Right after the magnitude-9 Tohoku earthquake shook Japan’s northeastern coast on 11 March 2011, Emily Brodsky and Jim Mori phoned each other from across the Pacific Ocean and decided “yes, this is it.”

For several years, they had been on the lookout for an earthquake to study up close. Brodsky, a geophysicist at the University of California, Santa Cruz (UCSC), recalls that at a workshop in 2008, “we said we are going to wait until we get the right earthquake, because it’s expensive and difficult. We also said we are not going under water, because it’s crazy.” What made the Tohoku earthquake compelling for the researchers—despite its having occurred under water—was the fault’s enormous slip, some 50 meters at the sea floor. Nor did it hurt that Japan had mapped the sea floor in the fault region before and after the earthquake.

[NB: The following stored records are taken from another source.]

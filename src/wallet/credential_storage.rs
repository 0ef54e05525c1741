// src/wallet/credential_storage.rs
//! Credential storage management for the holder wallet.
//!
//! Keeps imported credential export files in memory, grouped by holder
//! address. Every import is verified with the disclosure codec first, so the
//! store only ever contains artifacts whose issuer signature checks out.

use crate::disclosure::DisclosureCodec;
use crate::error::WalletError;
use crate::models::credential::{ClaimSet, CredentialExport, TOKEN_ADDRESS, TOKEN_ID};
use crate::utils::crypto::parse_address;
use ethers::types::Address;
use log::info;
use serde::{Deserialize, Serialize};
use std::collections::HashMap;

/// A verified credential as held by the wallet.
#[derive(Serialize, Deserialize, Debug, Clone, PartialEq, Eq)]
#[serde(rename_all = "camelCase")]
pub struct StoredCredential {
    /// The export file exactly as imported
    pub credential: CredentialExport,
    /// Every claim recovered from the full artifact
    pub claims: ClaimSet,
    /// Issued-at, seconds since the Unix epoch
    pub issued_at: i64,
}

impl StoredCredential {
    pub fn token_id(&self) -> &str {
        &self.credential.token.token_id
    }
}

/// In-memory credential store keyed by holder address.
pub struct CredentialStorage {
    credentials: HashMap<Address, Vec<StoredCredential>>,
    codec: DisclosureCodec,
}

/// Parses the contents of a credential export file.
pub fn parse_export(json: &str) -> Result<CredentialExport, WalletError> {
    serde_json::from_str(json).map_err(|e| WalletError::InvalidCredential(e.to_string()))
}

impl CredentialStorage {
    /// Creates a new empty CredentialStorage instance.
    pub fn new() -> Self {
        CredentialStorage {
            credentials: HashMap::new(),
            codec: DisclosureCodec::educational(),
        }
    }

    /// Verifies and stores a credential export for `holder`.
    ///
    /// # Behavior
    /// - Rejects exports with an empty artifact or token id
    /// - Rejects artifacts whose signed header disagrees with the export's
    ///   issuer or token coordinates
    /// - Overwrites an existing credential for the same token id
    pub fn import(&mut self, holder: Address, export: CredentialExport) -> Result<StoredCredential, WalletError> {
        if export.sdjwt.trim().is_empty() {
            return Err(WalletError::InvalidCredential("missing sdjwt".into()));
        }
        if export.token.token_id.trim().is_empty() || export.token.address.trim().is_empty() {
            return Err(WalletError::InvalidCredential("missing token".into()));
        }

        let verified = self.codec.verify(&export.sdjwt)?;

        let declared_issuer = parse_address(&export.issuer_address)
            .map_err(|e| WalletError::InvalidCredential(e.to_string()))?;
        if declared_issuer != verified.issuer {
            return Err(WalletError::InvalidCredential(
                "issuerAddress does not match the credential signer".into(),
            ));
        }
        if verified.header_claims.get(TOKEN_ID) != Some(export.token.token_id.as_str()) {
            return Err(WalletError::InvalidCredential(
                "token id does not match the signed credential".into(),
            ));
        }
        let signed_contract = verified
            .header_claims
            .get(TOKEN_ADDRESS)
            .and_then(|value| parse_address(value).ok());
        if signed_contract.is_none() || signed_contract != parse_address(&export.token.address).ok() {
            return Err(WalletError::InvalidCredential(
                "token address does not match the signed credential".into(),
            ));
        }

        let stored = StoredCredential {
            claims: verified.claims(),
            issued_at: verified.issued_at,
            credential: export,
        };
        let held = self.credentials.entry(holder).or_default();
        held.retain(|existing| existing.token_id() != stored.token_id());
        held.push(stored.clone());

        info!("imported credential for token {} into wallet {:?}", stored.token_id(), holder);
        Ok(stored)
    }

    /// Retrieves a credential by token id, across all holders.
    pub fn get(&self, token_id: &str) -> Option<&StoredCredential> {
        self.credentials
            .values()
            .flatten()
            .find(|stored| stored.token_id() == token_id)
    }

    /// Credentials held by one address, in import order.
    pub fn list(&self, holder: Address) -> &[StoredCredential] {
        self.credentials.get(&holder).map(Vec::as_slice).unwrap_or_default()
    }

    /// Returns the number of stored credentials.
    pub fn count(&self) -> usize {
        self.credentials.values().map(Vec::len).sum()
    }

    /// Removes a holder's credential for `token_id`.
    ///
    /// # Returns
    /// `true` if the credential was present and removed.
    pub fn remove(&mut self, holder: Address, token_id: &str) -> bool {
        match self.credentials.get_mut(&holder) {
            Some(held) => {
                let before = held.len();
                held.retain(|stored| stored.token_id() != token_id);
                held.len() != before
            }
            None => false,
        }
    }

    /// Drops every stored credential.
    pub fn clear(&mut self) {
        self.credentials.clear();
    }
}

impl Default for CredentialStorage {
    fn default() -> Self {
        Self::new()
    }
}
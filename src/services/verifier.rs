// src/services/verifier.rs
//! Presentation verification service.
//!
//! Verifies an untrusted presentation (scanned from a QR code or pasted as
//! text) as a linear pipeline:
//!
//! ```text
//! Parse -> SignatureCheck -> FreshnessCheck -> BindingCheck -> MetadataCheck -> ClaimsCheck
//! ```
//!
//! Every stage appends one [`StepOutcome`] to the attempt's [`StepLog`]. A
//! terminal failure ends the pipeline; binding and metadata failures only
//! lower the reported [`TrustLevel`]. Whether the attempt counts as a success
//! is decided in exactly one place, [`overall_success`].

use crate::blockchain::oracle::{parse_token_id, read_binding, BindingOracle};
use crate::disclosure::{DisclosureCodec, SdJwt, VerifiedCredential};
use crate::error::CodecError;
use crate::models::credential::{
    TokenIdentity, TokenMetadata, DEGREE_LEVEL, FACULTY, GRADUATION_YEAR, NAME, TOKEN_ADDRESS, TOKEN_ID,
    UNIVERSITY,
};
use crate::models::presentation::PresentationEnvelope;
use crate::models::verification::{
    Certificate, FailureKind, Step, StepLog, StepOutcome, StepStatus, TrustLevel, TrustPolicy,
    VerificationError, VerificationResult,
};
use crate::storage::{download_json, ContentStore};
use crate::utils::clock::Clock;
use crate::utils::crypto::{format_address, parse_address, parse_signature, verify_message};
use crate::utils::serialization::{deserialize, from_query_payload};
use chrono::{TimeZone, Utc};
use ethers::types::Address;
use log::{debug, warn};
use std::sync::Arc;

/// Maximum presentation age, inclusive.
pub const FRESHNESS_WINDOW_MS: i64 = 300_000;

/// Stages whose completion proves the presentation cryptographically.
const CRYPTOGRAPHIC_STEPS: [Step; 4] = [Step::Parse, Step::SignatureCheck, Step::FreshnessCheck, Step::ClaimsCheck];

/// Decides the `success` flag from a finished step log.
pub fn overall_success(log: &StepLog, policy: TrustPolicy) -> bool {
    let cryptographic = CRYPTOGRAPHIC_STEPS.iter().all(|step| log.completed(*step));
    match policy {
        TrustPolicy::CryptographicOnly => cryptographic,
        TrustPolicy::RequireBinding => {
            cryptographic
                && log.completed(Step::BindingCheck)
                && !log.has_failure(FailureKind::ContentHashMismatch)
        }
    }
}

/// How far the presentation is trusted, independent of policy.
pub fn trust_level(log: &StepLog) -> TrustLevel {
    if !CRYPTOGRAPHIC_STEPS.iter().all(|step| log.completed(*step)) {
        TrustLevel::Unverified
    } else if log.completed(Step::BindingCheck) && !log.has_failure(FailureKind::ContentHashMismatch) {
        TrustLevel::Full
    } else {
        TrustLevel::OwnershipUnconfirmed
    }
}

/// Envelope that survived the parse stage.
struct ParsedPresentation {
    envelope: PresentationEnvelope,
    student: Address,
}

/// On-chain facts established by a completed binding check.
struct ConfirmedBinding {
    token: TokenIdentity,
    content_uri: String,
    collection_name: Option<String>,
}

/// Everything the stages found out, folded into the result at the end.
#[derive(Default)]
struct Findings {
    binding: Option<ConfirmedBinding>,
    image_url: Option<String>,
    credential: Option<VerifiedCredential>,
}

/// Verification engine shared by all verification attempts.
///
/// Holds no per-attempt state; concurrent calls to [`verify`](Self::verify)
/// are independent.
pub struct VerificationEngine {
    codec: DisclosureCodec,
    oracle: Arc<dyn BindingOracle>,
    store: Arc<dyn ContentStore>,
    clock: Arc<dyn Clock>,
    policy: TrustPolicy,
}
// src/main.rs

//! # Educational Credential Service - Main Entry Point
//!
//! Wires the issuer, holder wallet and verifier together and starts the API
//! server.
//!
//! ## Architecture Overview
//! 1. **Blockchain Layer**: `ChainClient` and the `EduNft` contract binding
//! 2. **Disclosure Layer**: SD-JWT style selectively disclosable credentials
//! 3. **Services Layer**: Issuance, presentation, verification and the HTTP API
//! 4. **Storage Layer**: IPFS for token metadata
//!
//! ## Configuration
//! See [`settings::Settings`]. At minimum `PRIVATE_KEY` must be set, either in
//! the environment, `.env` or `credential-service.toml`.

use crate::blockchain::client::ChainClient;
use crate::contracts::edu_nft::EduNft;
use crate::services::api_server::ApiServer;
use crate::services::credential_issuer::CredentialIssuer;
use crate::services::presentation::PresentationBuilder;
use crate::services::verifier::VerificationEngine;
use crate::settings::Settings;
use crate::storage::ipfs_client::IpfsStorage;
use crate::utils::clock::SystemClock;
use crate::wallet::key_management::{KeyManager, MessageSigner};
use anyhow::Context;
use dotenv::dotenv;
use log::info;
use std::sync::Arc;

// Module declarations (organized by functional domain)
mod blockchain;    // Chain client and binding oracle
mod contracts;     // EduNFT contract binding
mod disclosure;    // Selective disclosure codec
mod error;         // Error types per layer
mod models;        // Data structures
mod services;      // Business logic and API
mod settings;      // Layered configuration
mod storage;       // IPFS storage layer
mod utils;         // Helper functions
mod wallet;        // Keys and the holder credential store

#[cfg(test)]
mod testing;

/// Main application entry point
///
/// # Initialization Sequence
/// 1. Load configuration
/// 2. Connect to the chain and IPFS
/// 3. Initialize service components
/// 4. Start API server
#[tokio::main]
async fn main() -> anyhow::Result<()> {
    // Load environment variables from .env file
    dotenv().ok();
    env_logger::init();

    let settings = Settings::load().context("failed to load configuration")?;
    let addr = settings.socket_addr()?;

    let issuer_keys = KeyManager::from_private_key(&settings.private_key)
        .context("PRIVATE_KEY is not a valid secp256k1 key")?;
    let chain_client = ChainClient::connect(&settings.rpc_url, &settings.private_key, settings.mint_timeout())
        .await
        .context("failed to connect to the chain - check RPC_URL")?;
    info!(
        "connected to chain {} as {:?}",
        chain_client.chain_id(),
        chain_client.address()
    );

    let edu_nft = Arc::new(EduNft::new(chain_client)?);
    let ipfs_storage = Arc::new(IpfsStorage::new(&settings.ipfs_api_url, &settings.ipfs_gateway_url)?);
    let clock = Arc::new(SystemClock);

    let credential_issuer = CredentialIssuer::new(
        Arc::new(issuer_keys),
        ipfs_storage.clone(),
        edu_nft.clone(),
        edu_nft.clone(),
        clock.clone(),
    );
    let verifier = VerificationEngine::new(edu_nft, ipfs_storage, clock.clone(), settings.trust_policy);
    info!("verification policy: {:?}", verifier.policy());

    // The holder wallet lives in memory for the lifetime of the process
    let holder = KeyManager::new();
    info!("holder wallet address: {:?}", holder.address());

    let api_server = ApiServer::new(credential_issuer, verifier, PresentationBuilder::new(clock), holder)
        .with_default_contract(&settings.nft_contract_address);

    info!("Available endpoints:");
    info!("- POST   /issue-credential");
    info!("- POST   /import-credential");
    info!("- GET    /credentials");
    info!("- DELETE /credentials");
    info!("- GET    /credentials/:token_id");
    info!("- DELETE /credentials/:token_id");
    info!("- POST   /present");
    info!("- POST   /verify");

    api_server.run(addr).await?;
    Ok(())
}
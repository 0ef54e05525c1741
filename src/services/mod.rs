// src/services/mod.rs
//! Issuer, holder and verifier flows plus the HTTP API that exposes them.

pub mod api_server;
pub mod credential_issuer;
pub mod presentation;
pub mod verifier;
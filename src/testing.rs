// src/testing.rs
//! In-memory collaborators and credential fixtures shared by unit tests.

use crate::blockchain::oracle::{BindingOracle, MintReceipt, TokenMinter};
use crate::disclosure::{DisclosureCodec, SdJwt};
use crate::error::{ChainError, StorageError};
use crate::models::credential::*;
use crate::storage::ContentStore;
use crate::utils::crypto::format_address;
use crate::wallet::key_management::{KeyManager, MessageSigner};
use async_trait::async_trait;
use ethers::types::{Address, H256, U256};
use rand::rngs::StdRng;
use rand::SeedableRng;
use std::collections::HashMap;
use std::sync::atomic::{AtomicBool, AtomicUsize, Ordering};
use std::sync::Mutex;

pub const TOKEN_CONTRACT: &str = "0x00000000000000000000000000000000000000aa";
pub const CHAIN_ID: u64 = 11155420;
pub const ISSUED_AT: i64 = 1_700_000_000;

pub fn token_contract() -> Address {
    TOKEN_CONTRACT.parse().unwrap()
}

/// Full claim set for Alice's BSc, issued by `issuer`.
pub fn claims_for(issuer: &KeyManager, token_id: &str) -> ClaimSet {
    ClaimSet::new()
        .with(UNIVERSITY, "X")
        .with(NAME, "Alice")
        .with(DEGREE_LEVEL, "BSc")
        .with(GRADUATION_YEAR, "2024")
        .with(FACULTY, "CS")
        .with(ISSUER_ADDRESS, &format_address(issuer.address()))
        .with(TOKEN_ADDRESS, TOKEN_CONTRACT)
        .with(TOKEN_ID, token_id)
}

pub fn artifact_for(issuer: &KeyManager, token_id: &str) -> SdJwt {
    let mut rng = StdRng::seed_from_u64(token_id.len() as u64);
    DisclosureCodec::educational()
        .encode(&claims_for(issuer, token_id), ISSUED_AT, issuer, &mut rng)
        .unwrap()
}

pub fn export_for(issuer: &KeyManager, token_id: &str) -> CredentialExport {
    CredentialExport {
        issuer_address: format_address(issuer.address()),
        token: TokenIdentity {
            chain_id: CHAIN_ID,
            address: TOKEN_CONTRACT.to_string(),
            token_id: token_id.to_string(),
        },
        sdjwt: artifact_for(issuer, token_id).to_string(),
    }
}

/// How [`MemoryChain`] answers a mint.
#[derive(Debug, Clone, Copy, PartialEq, Eq)]
pub enum MintBehavior {
    Confirm,
    Revert,
    /// No receipt; `applied` says whether the token exists afterwards.
    DropReceipt { applied: bool },
    Fail,
}

/// A single collection living in memory.
pub struct MemoryChain {
    collection_owner: Address,
    chain_id: u64,
    tokens: Mutex<HashMap<U256, (Address, String)>>,
    unreachable: AtomicBool,
    mint_behavior: Mutex<MintBehavior>,
    mint_calls: AtomicUsize,
}

impl MemoryChain {
    pub fn new(collection_owner: Address) -> Self {
        MemoryChain {
            collection_owner,
            chain_id: CHAIN_ID,
            tokens: Mutex::new(HashMap::new()),
            unreachable: AtomicBool::new(false),
            mint_behavior: Mutex::new(MintBehavior::Confirm),
            mint_calls: AtomicUsize::new(0),
        }
    }

    pub fn set_token(&self, token_id: U256, holder: Address, uri: &str) {
        self.tokens.lock().unwrap().insert(token_id, (holder, uri.to_string()));
    }

    pub fn set_unreachable(&self, unreachable: bool) {
        self.unreachable.store(unreachable, Ordering::SeqCst);
    }

    pub fn set_mint_behavior(&self, behavior: MintBehavior) {
        *self.mint_behavior.lock().unwrap() = behavior;
    }

    pub fn mint_calls(&self) -> usize {
        self.mint_calls.load(Ordering::SeqCst)
    }

    pub fn token(&self, token_id: U256) -> Option<(Address, String)> {
        self.tokens.lock().unwrap().get(&token_id).cloned()
    }

    fn reachable(&self) -> Result<(), ChainError> {
        if self.unreachable.load(Ordering::SeqCst) {
            return Err(ChainError::Provider("connection refused".into()));
        }
        Ok(())
    }
}

#[async_trait]
impl BindingOracle for MemoryChain {
    fn chain_id(&self) -> u64 {
        self.chain_id
    }

    async fn owner(&self, _contract: Address) -> Result<Address, ChainError> {
        self.reachable()?;
        Ok(self.collection_owner)
    }

    async fn owner_of(&self, _contract: Address, token_id: U256) -> Result<Address, ChainError> {
        self.reachable()?;
        self.token(token_id).map(|(holder, _)| holder).ok_or_else(|| ChainError::Call {
            method: "ownerOf".into(),
            reason: "ERC721NonexistentToken".into(),
        })
    }

    async fn token_uri(&self, _contract: Address, token_id: U256) -> Result<String, ChainError> {
        self.reachable()?;
        self.token(token_id).map(|(_, uri)| uri).ok_or_else(|| ChainError::Call {
            method: "tokenURI".into(),
            reason: "ERC721NonexistentToken".into(),
        })
    }

    async fn name(&self, _contract: Address) -> Result<String, ChainError> {
        self.reachable()?;
        Ok("X University Diplomas".into())
    }
}

#[async_trait]
impl TokenMinter for MemoryChain {
    async fn mint(&self, _contract: Address, to: Address, token_id: U256, uri: &str) -> Result<MintReceipt, ChainError> {
        self.mint_calls.fetch_add(1, Ordering::SeqCst);
        let behavior = *self.mint_behavior.lock().unwrap();
        let tx = H256::from_low_u64_be(self.mint_calls() as u64);
        match behavior {
            MintBehavior::Confirm => {
                self.set_token(token_id, to, uri);
                Ok(MintReceipt::Confirmed(tx))
            }
            MintBehavior::Revert => Ok(MintReceipt::Reverted(tx)),
            MintBehavior::DropReceipt { applied } => {
                if applied {
                    self.set_token(token_id, to, uri);
                }
                Ok(MintReceipt::Unconfirmed(tx))
            }
            MintBehavior::Fail => Err(ChainError::Transaction("nonce too low".into())),
        }
    }
}

/// Content store backed by a map.
#[derive(Default)]
pub struct MemoryStore {
    documents: Mutex<HashMap<String, Vec<u8>>>,
    fail_uploads: AtomicBool,
}

impl MemoryStore {
    pub fn new() -> Self {
        Self::default()
    }

    pub fn put(&self, uri: &str, data: &[u8]) {
        self.documents.lock().unwrap().insert(uri.to_string(), data.to_vec());
    }

    pub fn get(&self, uri: &str) -> Option<Vec<u8>> {
        self.documents.lock().unwrap().get(uri).cloned()
    }

    pub fn set_fail_uploads(&self, fail: bool) {
        self.fail_uploads.store(fail, Ordering::SeqCst);
    }
}

#[async_trait]
impl ContentStore for MemoryStore {
    async fn upload(&self, data: Vec<u8>) -> Result<String, StorageError> {
        if self.fail_uploads.load(Ordering::SeqCst) {
            return Err(StorageError::Upload("node unavailable".into()));
        }
        let mut documents = self.documents.lock().unwrap();
        let uri = format!("ipfs://QmMemory{}", documents.len());
        documents.insert(uri.clone(), data);
        Ok(uri)
    }

    async fn download(&self, uri: &str) -> Result<Vec<u8>, StorageError> {
        self.get(uri)
            .ok_or_else(|| StorageError::Download(format!("{uri} not found")))
    }

    fn resolve_scheme(&self, uri: &str) -> Result<String, StorageError> {
        match uri.strip_prefix("ipfs://") {
            Some(cid) => Ok(format!("https://gateway.test/ipfs/{cid}")),
            None if uri.starts_with("https://") => Ok(uri.to_string()),
            None => Err(StorageError::UnsupportedScheme(uri.to_string())),
        }
    }
}
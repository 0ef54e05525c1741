// src/contracts/edu_nft.rs
//! Educational credential NFT contract interface.
//!
//! Wraps the ERC-721 collection each institution deploys. The collection
//! owner is the issuer, `tokenURI` points at the credential metadata and
//! `mint` is the only state-changing call the service makes.

use crate::blockchain::client::ChainClient;
use crate::blockchain::oracle::{BindingOracle, MintReceipt, TokenMinter};
use crate::error::ChainError;
use async_trait::async_trait;
use ethers_core::abi::Abi;
use ethers_core::types::{Address, U256};

const EDU_NFT_ABI: &[u8] = include_bytes!("abi/EduNFT.json");

/// Credential NFT contract wrapper.
///
/// One instance serves any number of collections; the contract address is
/// passed per call.
#[derive(Clone)]
pub struct EduNft {
    client: ChainClient,
    abi: Abi,
}

impl EduNft {
    /// Creates a new EduNft instance over `client`.
    ///
    /// # Errors
    /// Fails if the bundled ABI cannot be parsed.
    pub fn new(client: ChainClient) -> Result<Self, ChainError> {
        let abi = Abi::load(EDU_NFT_ABI).map_err(|e| ChainError::Provider(format!("EduNFT ABI: {e}")))?;
        Ok(EduNft { client, abi })
    }
}

#[async_trait]
impl BindingOracle for EduNft {
    fn chain_id(&self) -> u64 {
        self.client.chain_id()
    }

    async fn owner(&self, contract: Address) -> Result<Address, ChainError> {
        self.client.query_contract(contract, &self.abi, "owner", ()).await
    }

    async fn owner_of(&self, contract: Address, token_id: U256) -> Result<Address, ChainError> {
        self.client
            .query_contract(contract, &self.abi, "ownerOf", (token_id,))
            .await
    }

    async fn token_uri(&self, contract: Address, token_id: U256) -> Result<String, ChainError> {
        self.client
            .query_contract(contract, &self.abi, "tokenURI", (token_id,))
            .await
    }

    async fn name(&self, contract: Address) -> Result<String, ChainError> {
        self.client.query_contract(contract, &self.abi, "name", ()).await
    }
}

#[async_trait]
impl TokenMinter for EduNft {
    /// Mints `token_id` to `to` with metadata at `uri`.
    ///
    /// # Gas Usage
    /// Uses the client's fixed gas limit
    async fn mint(
        &self,
        contract: Address,
        to: Address,
        token_id: U256,
        uri: &str,
    ) -> Result<MintReceipt, ChainError> {
        self.client
            .send_transaction(contract, &self.abi, "mint", (to, token_id, uri.to_string()))
            .await
    }
}
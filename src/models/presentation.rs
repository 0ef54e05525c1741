// src/models/presentation.rs
//! Presentation envelope exchanged between holder and verifier.
//!
//! The serialized envelope is the QR transport payload. Its key names are part
//! of the wire format, including the historical `presantation` spelling.

use crate::models::credential::TokenIdentity;
use serde::{Deserialize, Serialize};

/// Token coordinates a holder may attach so the verifier can check ownership.
#[derive(Serialize, Deserialize, Debug, Clone, PartialEq, Eq)]
#[serde(rename_all = "camelCase")]
pub struct TokenInfo {
    pub address: String,
    pub token_id: String,
    pub chain_id: u64,
}

impl From<TokenIdentity> for TokenInfo {
    fn from(token: TokenIdentity) -> Self {
        TokenInfo {
            address: token.address,
            token_id: token.token_id,
            chain_id: token.chain_id,
        }
    }
}

/// A time-stamped, holder-signed wrapper around a derived credential.
#[derive(Serialize, Deserialize, Debug, Clone, PartialEq, Eq)]
#[serde(rename_all = "camelCase")]
pub struct PresentationEnvelope {
    /// Holder address the signature must recover to
    pub student_address: String,

    /// Derived (partially disclosed) credential artifact
    #[serde(rename = "presantation")]
    pub presentation: String,

    /// Milliseconds since the Unix epoch
    pub timestamp: i64,

    /// Hex-encoded EIP-191 signature over [`EnvelopeBody`]
    pub signature: String,

    #[serde(default, skip_serializing_if = "Option::is_none")]
    pub token_info: Option<TokenInfo>,
}

/// The signed portion of an envelope: everything except the signature.
#[derive(Serialize, Debug)]
#[serde(rename_all = "camelCase")]
pub struct EnvelopeBody<'a> {
    pub student_address: &'a str,
    #[serde(rename = "presantation")]
    pub presentation: &'a str,
    pub timestamp: i64,
    #[serde(skip_serializing_if = "Option::is_none")]
    pub token_info: Option<&'a TokenInfo>,
}

impl EnvelopeBody<'_> {
    /// Canonical bytes the holder signs and the verifier re-derives.
    pub fn signing_bytes(&self) -> Result<Vec<u8>, serde_json::Error> {
        serde_json::to_vec(self)
    }
}

impl PresentationEnvelope {
    pub fn body(&self) -> EnvelopeBody<'_> {
        EnvelopeBody {
            student_address: &self.student_address,
            presentation: &self.presentation,
            timestamp: self.timestamp,
            token_info: self.token_info.as_ref(),
        }
    }
}
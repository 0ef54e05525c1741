// src/disclosure/mod.rs
//! Selectively disclosable credential encoding (SD-JWT style).

pub mod codec;
pub mod sd_jwt;

pub use codec::{DisclosureCodec, VerifiedCredential};
pub use sd_jwt::SdJwt;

By April 2012 an expedition—the Japan Trench Fast Drilling Project, or JFAST—costing about $26 million and involving 30 scientists from Japan, the US, and eight other countries had set sail to drill into the fault. The speedy mobilization was thanks to the Integrated Ocean Drilling Program (IODP), the international marine research organization that sponsored JFAST. Scientists are now analyzing the data they collected from three boreholes up to 855 meters deep that start nearly 7000 meters below sea level.

The main goals of JFAST were to retrieve core samples from the Tohoku fault zone and to measure the temperature on the fault plane as a means to estimate frictional stress during the earthquake. “What are the physical mechanisms involved in the huge slip?” asks Mori, a professor at Kyoto University’s Disaster Prevention Research Institute and co-chief scientist on JFAST. “It’s hard to imagine a rock surface slipping 50 meters. We wanted to investigate the physics of that. No one has drilled a fault with such huge fault displacement before, so almost anything you learn or see will be interesting.”

For two months 150 scientists, drilling engineers, technicians, and crew members worked aboard the Chikyu, Japan’s deep-sea drilling vessel. To drill the boreholes, “you connect pieces of pipe, each about 35 meters long. Everything is happening on the ship,” says Mori. “Handling the long drill pipe is challenging. Pressures are high on the ocean floor; seeing what’s going on with the camera was difficult.”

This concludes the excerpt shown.